(Records drawn from a dataset)

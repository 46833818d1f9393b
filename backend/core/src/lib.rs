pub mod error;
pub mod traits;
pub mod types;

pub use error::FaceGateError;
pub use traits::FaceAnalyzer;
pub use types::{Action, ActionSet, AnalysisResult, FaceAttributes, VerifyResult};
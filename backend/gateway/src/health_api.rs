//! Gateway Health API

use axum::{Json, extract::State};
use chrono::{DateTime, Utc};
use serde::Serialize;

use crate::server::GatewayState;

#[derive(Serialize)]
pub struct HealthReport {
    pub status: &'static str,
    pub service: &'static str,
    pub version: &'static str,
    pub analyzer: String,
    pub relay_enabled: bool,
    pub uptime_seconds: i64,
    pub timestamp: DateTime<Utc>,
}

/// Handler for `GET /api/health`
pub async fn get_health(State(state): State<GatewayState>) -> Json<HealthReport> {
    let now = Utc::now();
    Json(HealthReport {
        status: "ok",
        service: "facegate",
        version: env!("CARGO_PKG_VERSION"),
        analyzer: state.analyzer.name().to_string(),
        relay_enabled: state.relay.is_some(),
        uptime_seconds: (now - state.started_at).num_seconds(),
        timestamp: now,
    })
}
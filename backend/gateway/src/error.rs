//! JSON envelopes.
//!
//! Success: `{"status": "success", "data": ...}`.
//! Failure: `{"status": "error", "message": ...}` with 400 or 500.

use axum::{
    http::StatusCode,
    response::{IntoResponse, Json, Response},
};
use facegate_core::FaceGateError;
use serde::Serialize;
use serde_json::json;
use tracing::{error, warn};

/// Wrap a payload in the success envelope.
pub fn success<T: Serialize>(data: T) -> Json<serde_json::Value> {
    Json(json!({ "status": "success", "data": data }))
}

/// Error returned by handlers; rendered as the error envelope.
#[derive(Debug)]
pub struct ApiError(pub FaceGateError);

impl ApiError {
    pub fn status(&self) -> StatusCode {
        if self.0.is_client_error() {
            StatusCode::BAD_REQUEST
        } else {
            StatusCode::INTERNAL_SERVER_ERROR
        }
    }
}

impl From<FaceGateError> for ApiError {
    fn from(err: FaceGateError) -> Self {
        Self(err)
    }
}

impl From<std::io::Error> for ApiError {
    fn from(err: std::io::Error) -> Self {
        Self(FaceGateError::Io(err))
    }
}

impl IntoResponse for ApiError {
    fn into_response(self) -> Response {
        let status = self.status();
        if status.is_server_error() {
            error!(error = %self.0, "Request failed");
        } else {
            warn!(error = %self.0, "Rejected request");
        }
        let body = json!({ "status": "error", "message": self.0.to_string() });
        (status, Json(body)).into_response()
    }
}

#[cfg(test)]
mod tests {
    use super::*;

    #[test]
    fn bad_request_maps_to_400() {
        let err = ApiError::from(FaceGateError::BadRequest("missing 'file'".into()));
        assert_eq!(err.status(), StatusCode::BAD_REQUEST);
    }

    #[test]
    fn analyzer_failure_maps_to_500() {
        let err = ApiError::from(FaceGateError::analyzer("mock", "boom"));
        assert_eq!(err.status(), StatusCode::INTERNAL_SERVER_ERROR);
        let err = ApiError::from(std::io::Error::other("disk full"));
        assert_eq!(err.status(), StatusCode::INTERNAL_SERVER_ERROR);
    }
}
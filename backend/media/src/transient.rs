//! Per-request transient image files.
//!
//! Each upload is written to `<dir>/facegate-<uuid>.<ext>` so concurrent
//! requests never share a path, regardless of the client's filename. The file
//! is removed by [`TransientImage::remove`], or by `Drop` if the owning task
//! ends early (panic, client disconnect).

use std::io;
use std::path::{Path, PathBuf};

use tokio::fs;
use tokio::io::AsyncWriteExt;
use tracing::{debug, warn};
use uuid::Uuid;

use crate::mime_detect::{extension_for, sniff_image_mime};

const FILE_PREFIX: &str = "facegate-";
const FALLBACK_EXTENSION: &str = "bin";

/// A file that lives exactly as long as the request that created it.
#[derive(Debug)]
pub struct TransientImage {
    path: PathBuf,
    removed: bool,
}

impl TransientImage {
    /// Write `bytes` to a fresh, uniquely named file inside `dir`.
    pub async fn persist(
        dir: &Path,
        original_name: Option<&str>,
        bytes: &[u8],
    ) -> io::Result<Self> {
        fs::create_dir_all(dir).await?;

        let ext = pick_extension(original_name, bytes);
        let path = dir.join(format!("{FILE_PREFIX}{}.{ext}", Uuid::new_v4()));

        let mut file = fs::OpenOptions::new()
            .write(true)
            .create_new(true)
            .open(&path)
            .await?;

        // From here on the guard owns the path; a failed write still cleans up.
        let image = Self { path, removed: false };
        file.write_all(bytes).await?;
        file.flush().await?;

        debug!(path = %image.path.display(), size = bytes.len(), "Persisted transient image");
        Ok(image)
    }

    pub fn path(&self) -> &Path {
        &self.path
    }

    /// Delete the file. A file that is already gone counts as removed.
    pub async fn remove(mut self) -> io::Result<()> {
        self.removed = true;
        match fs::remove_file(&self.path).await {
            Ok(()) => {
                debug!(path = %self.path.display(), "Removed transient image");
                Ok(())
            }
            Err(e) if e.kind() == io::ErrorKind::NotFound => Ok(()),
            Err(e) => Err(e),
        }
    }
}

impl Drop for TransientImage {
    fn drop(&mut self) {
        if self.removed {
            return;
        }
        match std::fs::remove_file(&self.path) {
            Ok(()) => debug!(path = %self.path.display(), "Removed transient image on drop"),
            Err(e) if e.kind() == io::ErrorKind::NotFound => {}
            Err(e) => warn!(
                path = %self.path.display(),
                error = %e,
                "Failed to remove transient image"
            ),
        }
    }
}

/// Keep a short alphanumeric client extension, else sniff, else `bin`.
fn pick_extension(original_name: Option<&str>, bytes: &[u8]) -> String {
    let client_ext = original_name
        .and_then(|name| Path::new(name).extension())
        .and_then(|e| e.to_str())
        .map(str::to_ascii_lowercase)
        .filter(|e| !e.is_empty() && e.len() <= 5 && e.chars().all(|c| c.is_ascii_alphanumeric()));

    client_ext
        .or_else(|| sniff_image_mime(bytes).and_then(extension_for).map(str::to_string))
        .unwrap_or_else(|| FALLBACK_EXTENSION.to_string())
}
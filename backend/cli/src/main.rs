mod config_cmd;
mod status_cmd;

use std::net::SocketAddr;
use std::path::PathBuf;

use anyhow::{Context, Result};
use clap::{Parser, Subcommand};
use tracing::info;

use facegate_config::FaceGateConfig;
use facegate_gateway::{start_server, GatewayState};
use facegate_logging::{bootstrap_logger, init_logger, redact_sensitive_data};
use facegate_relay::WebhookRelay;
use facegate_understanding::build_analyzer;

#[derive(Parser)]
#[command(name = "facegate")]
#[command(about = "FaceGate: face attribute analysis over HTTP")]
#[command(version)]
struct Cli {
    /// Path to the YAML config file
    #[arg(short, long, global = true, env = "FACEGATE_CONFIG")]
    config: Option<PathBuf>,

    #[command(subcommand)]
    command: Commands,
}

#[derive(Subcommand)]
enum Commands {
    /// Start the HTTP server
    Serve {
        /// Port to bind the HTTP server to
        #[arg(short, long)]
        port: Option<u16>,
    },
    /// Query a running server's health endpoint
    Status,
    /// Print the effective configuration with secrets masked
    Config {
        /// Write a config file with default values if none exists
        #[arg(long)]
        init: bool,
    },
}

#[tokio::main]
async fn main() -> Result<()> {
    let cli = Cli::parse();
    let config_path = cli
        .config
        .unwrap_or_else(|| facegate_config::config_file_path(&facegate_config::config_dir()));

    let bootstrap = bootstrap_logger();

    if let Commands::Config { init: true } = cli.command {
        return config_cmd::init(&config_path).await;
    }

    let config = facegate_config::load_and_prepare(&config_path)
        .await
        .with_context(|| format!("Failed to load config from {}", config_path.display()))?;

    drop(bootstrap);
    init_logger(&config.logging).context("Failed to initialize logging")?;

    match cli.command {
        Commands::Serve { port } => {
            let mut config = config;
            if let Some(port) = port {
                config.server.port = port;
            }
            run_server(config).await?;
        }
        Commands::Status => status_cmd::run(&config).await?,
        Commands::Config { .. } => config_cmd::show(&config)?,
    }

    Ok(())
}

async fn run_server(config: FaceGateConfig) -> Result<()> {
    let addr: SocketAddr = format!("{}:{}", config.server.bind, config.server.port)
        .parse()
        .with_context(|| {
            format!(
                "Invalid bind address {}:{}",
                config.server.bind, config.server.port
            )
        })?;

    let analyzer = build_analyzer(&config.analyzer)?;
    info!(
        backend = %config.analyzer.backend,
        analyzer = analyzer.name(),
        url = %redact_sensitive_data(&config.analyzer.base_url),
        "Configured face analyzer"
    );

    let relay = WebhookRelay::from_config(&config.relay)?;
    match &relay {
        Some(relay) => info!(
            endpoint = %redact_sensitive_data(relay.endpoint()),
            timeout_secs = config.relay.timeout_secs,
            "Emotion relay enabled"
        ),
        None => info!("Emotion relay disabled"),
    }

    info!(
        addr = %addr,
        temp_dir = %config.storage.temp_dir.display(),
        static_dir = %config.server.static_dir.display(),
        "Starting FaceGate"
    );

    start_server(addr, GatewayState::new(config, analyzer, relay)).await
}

__DIRECTIONS FOR THIS TASK__
Scan the data above and copy every line with "types" in it.

__WRITTEN ANSWER__
pub mod types;
pub use types::{Action, ActionSet, AnalysisResult, FaceAttributes, VerifyResult};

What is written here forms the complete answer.